Alzheimer's Disease Amyloid-β Binds Copper and Zinc to Generate an Allosterically Ordered Membrane-penetrating Structure Containing Superoxide Dismutase-like Subunits

Abstract

Amyloid β peptide (Aβ) is the major constituent of extracellular plaques and perivascular amyloid deposits, the pathognomonic neuropathological lesions of Alzheimer's disease. Cu2+ and Zn2+ bind Aβ, inducing aggregation and giving rise to reactive oxygen species. These reactions may play a deleterious role in the disease state, because high concentrations of iron, copper, and zinc have been located in amyloid in diseased brains.

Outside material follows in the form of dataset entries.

//! # Task Executor
//!
//! Dispatches tasks that are not yet in the ledger across a bounded pool of
//! concurrent workers and queues every decided outcome for the ledger writer.
//!
//! Per task: `Pending → (skipped if in ledger) → Running → Done(success|failure)`.
//! A worker error leaves the task not done, so the next run attempts it again.

use std::collections::HashMap;
use std::path::Path;
use std::sync::Arc;

use dashmap::DashSet;
use serde::Serialize;
use tokio::sync::{watch, Semaphore};
use tokio::task::JoinSet;
use tracing::{debug, error, info, warn};

use super::ledger::{Ledger, LedgerWriter};
use super::task::{MigrationTask, TaskKey, TaskWorker};
use crate::error::{MigrationError, Result};
use crate::logging::log_task_outcome;

/// Cooperative stop request shared between the driver and the engine
///
/// Once triggered, no new task is dispatched. Tasks already running finish
/// and their outcomes are still recorded.
#[derive(Debug, Clone)]
pub struct ShutdownSignal {
    sender: Arc<watch::Sender<bool>>,
}

impl Default for ShutdownSignal {
    fn default() -> Self {
        Self::new()
    }
}

impl ShutdownSignal {
    pub fn new() -> Self {
        let (sender, _) = watch::channel(false);
        Self {
            sender: Arc::new(sender),
        }
    }

    pub fn trigger(&self) {
        self.sender.send_replace(true);
        info!("🛑 ENGINE: Shutdown requested, no new tasks will be dispatched");
    }

    pub fn is_triggered(&self) -> bool {
        *self.sender.borrow()
    }

    pub fn subscribe(&self) -> watch::Receiver<bool> {
        self.sender.subscribe()
    }
}

/// Resolves once a stop has been requested
async fn stop_requested(receiver: &mut watch::Receiver<bool>) {
    if receiver.wait_for(|stop| *stop).await.is_err() {
        std::future::pending::<()>().await;
    }
}

/// Counts for one [`TaskEngine::submit`] call
#[derive(Debug, Clone, Copy, Default, PartialEq, Eq, Serialize)]
pub struct RunSummary {
    pub submitted: usize,
    /// Already in the ledger, or repeated within this engine
    pub skipped: usize,
    pub succeeded: usize,
    /// Decided as failed and recorded
    pub failed: usize,
    /// Worker could not decide; not recorded
    pub errored: usize,
    /// Not dispatched because of shutdown or a ledger failure
    pub cancelled: usize,
}

impl RunSummary {
    pub fn executed(&self) -> usize {
        self.succeeded + self.failed + self.errored
    }
}

enum TaskResult {
    Recorded { success: bool },
    Errored,
    LedgerFailed(MigrationError),
}

/// Runs migration tasks at most once per ledger
#[derive(Debug)]
pub struct TaskEngine {
    ledger: Ledger,
    writer: LedgerWriter,
    /// Keys dispatched by this engine whose outcome is not in the ledger yet
    dispatched: Arc<DashSet<TaskKey>>,
    shutdown: ShutdownSignal,
}

impl TaskEngine {
    /// Start an engine over an open ledger
    pub fn new(ledger: Ledger) -> Self {
        let dispatched = Arc::new(DashSet::new());
        let writer = ledger.spawn_writer_releasing(dispatched.clone());
        Self {
            ledger,
            writer,
            dispatched,
            shutdown: ShutdownSignal::new(),
        }
    }

    /// Open the ledger file at `path` and start an engine over it
    pub async fn open(path: impl AsRef<Path>) -> Result<Self> {
        Ok(Self::new(Ledger::open(path).await?))
    }

    pub fn ledger(&self) -> &Ledger {
        &self.ledger
    }

    pub fn shutdown_signal(&self) -> ShutdownSignal {
        self.shutdown.clone()
    }

    /// Tasks dispatched but not yet written to the ledger
    pub fn in_flight(&self) -> usize {
        self.dispatched.len()
    }

    /// Whether `key` is recorded in the ledger
    pub async fn is_done(&self, key: &TaskKey) -> Result<bool> {
        self.ledger.is_done(key).await
    }

    /// Execute every task not already done, at most `concurrency` at a time
    ///
    /// Returns after all dispatched tasks have finished and their outcomes
    /// have been queued; call [`drain`](Self::drain) before treating the run
    /// as complete. Fails with [`MigrationError::LedgerIo`] if the ledger can
    /// no longer be written, after letting in-flight tasks finish.
    pub async fn submit<T, W>(&self, tasks: Vec<T>, worker: Arc<W>, concurrency: usize) -> Result<RunSummary>
    where
        T: MigrationTask,
        W: TaskWorker<T>,
    {
        let concurrency = concurrency.max(1);
        let semaphore = Arc::new(Semaphore::new(concurrency));
        let mut shutdown = self.shutdown.subscribe();
        let mut running = JoinSet::new();
        let mut running_keys = HashMap::new();
        let mut summary = RunSummary {
            submitted: tasks.len(),
            ..RunSummary::default()
        };

        info!(tasks = tasks.len(), concurrency, "🚀 ENGINE: Submitting tasks");

        for task in tasks {
            if self.shutdown.is_triggered() || self.writer.failure().is_some() {
                summary.cancelled += 1;
                continue;
            }

            let key = task.key();
            if !self.dispatched.insert(key.clone()) {
                debug!(task_key = %key, "Task already dispatched by this engine, skipping");
                summary.skipped += 1;
                continue;
            }
            if self.ledger.is_done(&key).await? {
                info!(task_key = %key, "⏭️ ENGINE: Task already done, skipping");
                summary.skipped += 1;
                continue;
            }

            let permit = tokio::select! {
                biased;
                () = stop_requested(&mut shutdown) => {
                    self.dispatched.remove(&key);
                    summary.cancelled += 1;
                    continue;
                }
                permit = semaphore.clone().acquire_owned() => permit
                    .map_err(|e| MigrationError::configuration("task_engine", e.to_string()))?,
            };

            let worker = worker.clone();
            let writer = self.writer.clone();
            let dispatched = self.dispatched.clone();
            let task_key = key.clone();
            let handle = running.spawn(async move {
                let _permit = permit;
                match worker.run(&task).await {
                    Ok(outcome) => {
                        log_task_outcome(key.as_str(), &outcome);
                        let success = outcome.success;
                        match writer.record(key, outcome).await {
                            Ok(()) => TaskResult::Recorded { success },
                            Err(e) => TaskResult::LedgerFailed(e),
                        }
                    }
                    Err(e) => {
                        let reason = format!("{e:#}");
                        warn!(
                            task_key = %key,
                            error = %reason,
                            "❌ ENGINE: Task errored, left not done for a later run"
                        );
                        dispatched.remove(&key);
                        TaskResult::Errored
                    }
                }
            });
            running_keys.insert(handle.id(), task_key);
        }

        let mut ledger_failure = None;
        while let Some(joined) = running.join_next_with_id().await {
            match joined {
                Ok((id, result)) => {
                    running_keys.remove(&id);
                    match result {
                        TaskResult::Recorded { success: true } => summary.succeeded += 1,
                        TaskResult::Recorded { success: false } => summary.failed += 1,
                        TaskResult::Errored => summary.errored += 1,
                        TaskResult::LedgerFailed(e) => {
                            summary.errored += 1;
                            ledger_failure.get_or_insert(e);
                        }
                    }
                }
                Err(e) => {
                    let key = running_keys.remove(&e.id());
                    error!(
                        task_key = ?key.as_ref().map(TaskKey::as_str),
                        error = %e,
                        "❌ ENGINE: Worker task panicked or was aborted, left not done"
                    );
                    if let Some(key) = key {
                        self.dispatched.remove(&key);
                    }
                    summary.errored += 1;
                }
            }
        }

        info!(
            submitted = summary.submitted,
            skipped = summary.skipped,
            succeeded = summary.succeeded,
            failed = summary.failed,
            errored = summary.errored,
            cancelled = summary.cancelled,
            "🏁 ENGINE: Submission finished"
        );

        match ledger_failure.or_else(|| self.writer.failure()) {
            Some(err) => {
                error!(error = %err, ?summary, "❌ ENGINE: Ledger failure ended the run");
                Err(err)
            }
            None => Ok(summary),
        }
    }

    /// Wait until every queued ledger write is flushed
    pub async fn drain(&self) -> Result<()> {
        self.writer.flush().await
    }

    /// Drain, stop the writer and close the ledger
    pub async fn close(self) -> Result<()> {
        let result = self.writer.close().await;
        self.ledger.close().await;
        result
    }
}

Here we show that coordination of metal ions to Aβ is the same in both aqueous solution and lipid environments, with His6, His13, and His14 all involved. At Cu2+/peptide molar ratios >0.3, Aβ coordinated a second Cu2+ atom in a highly cooperative manner. This effect was abolished if the histidine residues were methylated at Nε2, indicating the presence of bridging histidine residues, as found in the active site of superoxide dismutase. Addition of Cu2+ or Zn2+ to Aβ in a negatively charged lipid environment caused a conformational change from β-sheet to α-helix, accompanied by peptide oligomerization and membrane penetration. These results suggest that metal binding to Aβ generated an allosterically ordered membrane-penetrating oligomer linked by superoxide dismutase-like bridging histidine residues.